What you are asked to do: Nothing but the data below, returned exactly, should appear in the answer.

(Stored data)
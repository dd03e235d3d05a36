// ============================================================================
// Engine Factory
// Creates numerology engines with proper configuration
// ============================================================================

use crate::domain::{EngineConfig, LetterSystem, YPolicy};
use crate::engine::NumerologyEngine;
use crate::interfaces::{ChaldeanTable, EventHandler, LetterTable, PythagoreanTable};
use std::sync::Arc;

// ============================================================================
// Factory Functions
// ============================================================================

/// Creates a numerology engine from configuration
///
/// # Arguments
/// * `config` - Engine configuration
/// * `event_handler` - Event handler for calculation events
///
/// # Returns
/// * `Result<NumerologyEngine, String>` - Configured engine or error
///
/// # Example
/// ```
/// use numerology_engine::prelude::*;
/// use numerology_engine::engine::factory::create_from_config;
/// use std::sync::Arc;
///
/// let engine = create_from_config(EngineConfig::chaldean(), Arc::new(NoOpEventHandler)).unwrap();
/// assert_eq!(engine.letter_table().name(), "Chaldean");
/// ```
pub fn create_from_config(
    config: EngineConfig,
    event_handler: Arc<dyn EventHandler>,
) -> Result<NumerologyEngine, String> {
    config.validate()?;

    let table = create_letter_table(config.letter_system);

    tracing::debug!(
        table = table.name(),
        y_policy = ?config.y_policy,
        "Numerology engine created"
    );

    Ok(NumerologyEngine::new(config, table, event_handler))
}

fn create_letter_table(system: LetterSystem) -> Box<dyn LetterTable> {
    match system {
        LetterSystem::Pythagorean => Box::new(PythagoreanTable),
        LetterSystem::Chaldean => Box::new(ChaldeanTable),
    }
}

// ============================================================================
// Builder Pattern for Advanced Configuration
// ============================================================================

/// Builder for creating numerology engines with fluent API
///
/// # Example
/// ```
/// use numerology_engine::prelude::*;
/// use std::sync::Arc;
///
/// let engine = NumerologyEngineBuilder::new()
///     .pythagorean()
///     .contextual_y()
///     .with_year_range(1800, 2100)
///     .build(Arc::new(NoOpEventHandler))
///     .unwrap();
///
/// assert_eq!(engine.config().min_year, 1800);
/// ```
#[derive(Debug, Clone, Default)]
pub struct NumerologyEngineBuilder {
    config: EngineConfig,
}

impl NumerologyEngineBuilder {
    pub fn new() -> Self {
        Self::default()
    }

    // ========================================================================
    // Letter System
    // ========================================================================

    /// Use the Pythagorean table (default)
    pub fn pythagorean(mut self) -> Self {
        self.config.letter_system = LetterSystem::Pythagorean;
        self
    }

    /// Use the Chaldean table
    pub fn chaldean(mut self) -> Self {
        self.config.letter_system = LetterSystem::Chaldean;
        self
    }

    // ========================================================================
    // Letter Classification
    // ========================================================================

    pub fn y_policy(mut self, policy: YPolicy) -> Self {
        self.config.y_policy = policy;
        self
    }

    /// Classify Y by its neighbours
    pub fn contextual_y(self) -> Self {
        self.y_policy(YPolicy::Contextual)
    }

    /// Reject non-Latin letters instead of dropping them
    pub fn strict_characters(mut self) -> Self {
        self.config.strict_characters = true;
        self
    }

    // ========================================================================
    // Additional Configuration
    // ========================================================================

    pub fn with_year_range(mut self, min_year: i32, max_year: i32) -> Self {
        self.config = self.config.with_year_range(min_year, max_year);
        self
    }

    /// Reject birth years after the current UTC year
    pub fn up_to_current_year(mut self) -> Self {
        self.config = self.config.up_to_current_year();
        self
    }

    pub fn with_pillar_thresholds(mut self, weak_max: u32, strong_min: u32) -> Self {
        self.config = self.config.with_pillar_thresholds(weak_max, strong_min);
        self
    }

    // ========================================================================
    // Preset Configurations
    // ========================================================================

    /// Start from an existing configuration
    pub fn from_config(config: EngineConfig) -> Self {
        Self { config }
    }

    // ========================================================================
    // Build
    // ========================================================================

    /// Build the numerology engine
    pub fn build(self, event_handler: Arc<dyn EventHandler>) -> Result<NumerologyEngine, String> {
        create_from_config(self.config, event_handler)
    }

    /// Get the configuration without building (for inspection)
    pub fn get_config(&self) -> &EngineConfig {
        &self.config
    }
}

#[cfg(test)]
mod tests {
    use super::*;
    use crate::domain::CalculationRequest;
    use crate::interfaces::NoOpEventHandler;

    #[test]
    fn test_create_pythagorean_engine() {
        let engine =
            create_from_config(EngineConfig::pythagorean(), Arc::new(NoOpEventHandler)).unwrap();
        assert_eq!(engine.letter_table().name(), "Pythagorean");
    }

    #[test]
    fn test_create_chaldean_engine() {
        let engine =
            create_from_config(EngineConfig::chaldean(), Arc::new(NoOpEventHandler)).unwrap();
        assert_eq!(engine.letter_table().name(), "Chaldean");
        assert_eq!(engine.config().y_policy, YPolicy::Contextual);
    }

    #[test]
    fn test_invalid_config_rejected() {
        let config = EngineConfig::default().with_year_range(2100, 1900);
        assert!(create_from_config(config, Arc::new(NoOpEventHandler)).is_err());

        let built = NumerologyEngineBuilder::new()
            .with_pillar_thresholds(6, 2)
            .build(Arc::new(NoOpEventHandler));
        assert!(built.is_err());
    }

    #[test]
    fn test_builder_pattern() {
        let builder = NumerologyEngineBuilder::new()
            .chaldean()
            .strict_characters()
            .with_year_range(1800, 2000);

        assert_eq!(builder.get_config().letter_system, LetterSystem::Chaldean);
        assert!(builder.get_config().strict_characters);

        let engine = builder.build(Arc::new(NoOpEventHandler)).unwrap();
        assert_eq!(engine.config().max_year, 2000);
    }

    #[test]
    fn test_letter_systems_disagree() {
        let request = CalculationRequest::from_form("Jean", "Dupont", "15/06/1990").unwrap();

        let pythagorean = NumerologyEngineBuilder::new()
            .build(Arc::new(NoOpEventHandler))
            .unwrap()
            .calculate(&request)
            .unwrap();
        let chaldean = NumerologyEngineBuilder::new()
            .chaldean()
            .build(Arc::new(NoOpEventHandler))
            .unwrap()
            .calculate(&request)
            .unwrap();

        // Date-derived numbers do not depend on the letter table
        assert_eq!(pythagorean.life_path.value, chaldean.life_path.value);
        assert_eq!(pythagorean.challenges, chaldean.challenges);
        assert_ne!(pythagorean.inclusion_grid, chaldean.inclusion_grid);
    }

    #[test]
    fn test_strict_builder_rejects_cyrillic() {
        let engine = NumerologyEngineBuilder::from_config(EngineConfig::strict())
            .build(Arc::new(NoOpEventHandler))
            .unwrap();
        let request = CalculationRequest::from_form("Борис", "Dupont", "15/06/1990").unwrap();

        assert!(engine.calculate(&request).is_err());
        assert!(NumerologyEngineBuilder::new()
            .build(Arc::new(NoOpEventHandler))
            .unwrap()
            .calculate(&request)
            .is_ok());
    }
}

Result of this task:
repository dd03e235d3d05a36
// ============================================================================
// Engine Factory
// Creates numerology engines with proper configuration
// ============================================================================

use crate::domain::{EngineConfig, LetterSystem, YPolicy};
use crate::engine::NumerologyEngine;
use crate::interfaces::{ChaldeanTable, EventHandler, LetterTable, PythagoreanTable};
use std::sync::Arc;

// ============================================================================
// Factory Functions
// ============================================================================

/// Creates a numerology engine from configuration
///
/// # Arguments
/// * `config` - Engine configuration
/// * `event_handler` - Event handler for calculation events
///
/// # Returns
/// * `Result<NumerologyEngine, String>` - Configured engine or error
///
/// # Example
/// ```
/// use numerology_engine::prelude::*;
/// use numerology_engine::engine::factory::create_from_config;
/// use std::sync::Arc;
///
/// let engine = create_from_config(EngineConfig::chaldean(), Arc::new(NoOpEventHandler)).unwrap();
/// assert_eq!(engine.letter_table().name(), "Chaldean");
/// ```
pub fn create_from_config(
    config: EngineConfig,
    event_handler: Arc<dyn EventHandler>,
) -> Result<NumerologyEngine, String> {
    config.validate()?;

    let table = create_letter_table(config.letter_system);

    tracing::debug!(
        table = table.name(),
        y_policy = ?config.y_policy,
        "Numerology engine created"
    );

    Ok(NumerologyEngine::new(config, table, event_handler))
}

fn create_letter_table(system: LetterSystem) -> Box<dyn LetterTable> {
    match system {
        LetterSystem::Pythagorean => Box::new(PythagoreanTable),
        LetterSystem::Chaldean => Box::new(ChaldeanTable),
    }
}

// ============================================================================
// Builder Pattern for Advanced Configuration
// ============================================================================

/// Builder for creating numerology engines with fluent API
///
/// # Example
/// ```
/// use numerology_engine::prelude::*;
/// use std::sync::Arc;
///
/// let engine = NumerologyEngineBuilder::new()
///     .pythagorean()
///     .contextual_y()
///     .with_year_range(1800, 2100)
///     .build(Arc::new(NoOpEventHandler))
///     .unwrap();
///
/// assert_eq!(engine.config().min_year, 1800);
/// ```
#[derive(Debug, Clone, Default)]
pub struct NumerologyEngineBuilder {
    config: EngineConfig,
}

impl NumerologyEngineBuilder {
    pub fn new() -> Self {
        Self::default()
    }

    // ========================================================================
    // Letter System
    // ========================================================================

    /// Use the Pythagorean table (default)
    pub fn pythagorean(mut self) -> Self {
        self.config.letter_system = LetterSystem::Pythagorean;
        self
    }

    /// Use the Chaldean table
    pub fn chaldean(mut self) -> Self {
        self.config.letter_system = LetterSystem::Chaldean;
        self
    }

    // ========================================================================
    // Letter Classification
    // ========================================================================

    pub fn y_policy(mut self, policy: YPolicy) -> Self {
        self.config.y_policy = policy;
        self
    }

    /// Classify Y by its neighbours
    pub fn contextual_y(self) -> Self {
        self.y_policy(YPolicy::Contextual)
    }

    /// Reject non-Latin letters instead of dropping them
    pub fn strict_characters(mut self) -> Self {
        self.config.strict_characters = true;
        self
    }

    // ========================================================================
    // Additional Configuration
    // ========================================================================

    pub fn with_year_range(mut self, min_year: i32, max_year: i32) -> Self {
        self.config = self.config.with_year_range(min_year, max_year);
        self
    }

    /// Reject birth years after the current UTC year
    pub fn up_to_current_year(mut self) -> Self {
        self.config = self.config.up_to_current_year();
        self
    }

    pub fn with_pillar_thresholds(mut self, weak_max: u32, strong_min: u32) -> Self {
        self.config = self.config.with_pillar_thresholds(weak_max, strong_min);
        self
    }

    // ========================================================================
    // Preset Configurations
    // ========================================================================

    /// Start from an existing configuration
    pub fn from_config(config: EngineConfig) -> Self {
        Self { config }
    }

    // ========================================================================
    // Build
    // ========================================================================

    /// Build the numerology engine
    pub fn build(self, event_handler: Arc<dyn EventHandler>) -> Result<NumerologyEngine, String> {
        create_from_config(self.config, event_handler)
    }

    /// Get the configuration without building (for inspection)
    pub fn get_config(&self) -> &EngineConfig {
        &self.config
    }
}

#[cfg(test)]
mod tests {
    use super::*;
    use crate::domain::CalculationRequest;
    use crate::interfaces::NoOpEventHandler;

    #[test]
    fn test_create_pythagorean_engine() {
        let engine =
            create_from_config(EngineConfig::pythagorean(), Arc::new(NoOpEventHandler)).unwrap();
        assert_eq!(engine.letter_table().name(), "Pythagorean");
    }

    #[test]
    fn test_create_chaldean_engine() {
        let engine =
            create_from_config(EngineConfig::chaldean(), Arc::new(NoOpEventHandler)).unwrap();
        assert_eq!(engine.letter_table().name(), "Chaldean");
        assert_eq!(engine.config().y_policy, YPolicy::Contextual);
    }

    #[test]
    fn test_invalid_config_rejected() {
        let config = EngineConfig::default().with_year_range(2100, 1900);
        assert!(create_from_config(config, Arc::new(NoOpEventHandler)).is_err());

        let built = NumerologyEngineBuilder::new()
            .with_pillar_thresholds(6, 2)
            .build(Arc::new(NoOpEventHandler));
        assert!(built.is_err());
    }

    #[test]
    fn test_builder_pattern() {
        let builder = NumerologyEngineBuilder::new()
            .chaldean()
            .strict_characters()
            .with_year_range(1800, 2000);

        assert_eq!(builder.get_config().letter_system, LetterSystem::Chaldean);
        assert!(builder.get_config().strict_characters);

        let engine = builder.build(Arc::new(NoOpEventHandler)).unwrap();
        assert_eq!(engine.config().max_year, 2000);
    }

    #[test]
    fn test_letter_systems_disagree() {
        let request = CalculationRequest::from_form("Jean", "Dupont", "15/06/1990").unwrap();

        let pythagorean = NumerologyEngineBuilder::new()
            .build(Arc::new(NoOpEventHandler))
            .unwrap()
            .calculate(&request)
            .unwrap();
        let chaldean = NumerologyEngineBuilder::new()
            .chaldean()
            .build(Arc::new(NoOpEventHandler))
            .unwrap()
            .calculate(&request)
            .unwrap();

        // Date-derived numbers do not depend on the letter table
        assert_eq!(pythagorean.life_path.value, chaldean.life_path.value);
        assert_eq!(pythagorean.challenges, chaldean.challenges);
        assert_ne!(pythagorean.inclusion_grid, chaldean.inclusion_grid);
    }

    #[test]
    fn test_strict_builder_rejects_cyrillic() {
        let engine = NumerologyEngineBuilder::from_config(EngineConfig::strict())
            .build(Arc::new(NoOpEventHandler))
            .unwrap();
        let request = CalculationRequest::from_form("Борис", "Dupont", "15/06/1990").unwrap();

        assert!(engine.calculate(&request).is_err());
        assert!(NumerologyEngineBuilder::new()
            .build(Arc::new(NoOpEventHandler))
            .unwrap()
            .calculate(&request)
            .is_ok());
    }
}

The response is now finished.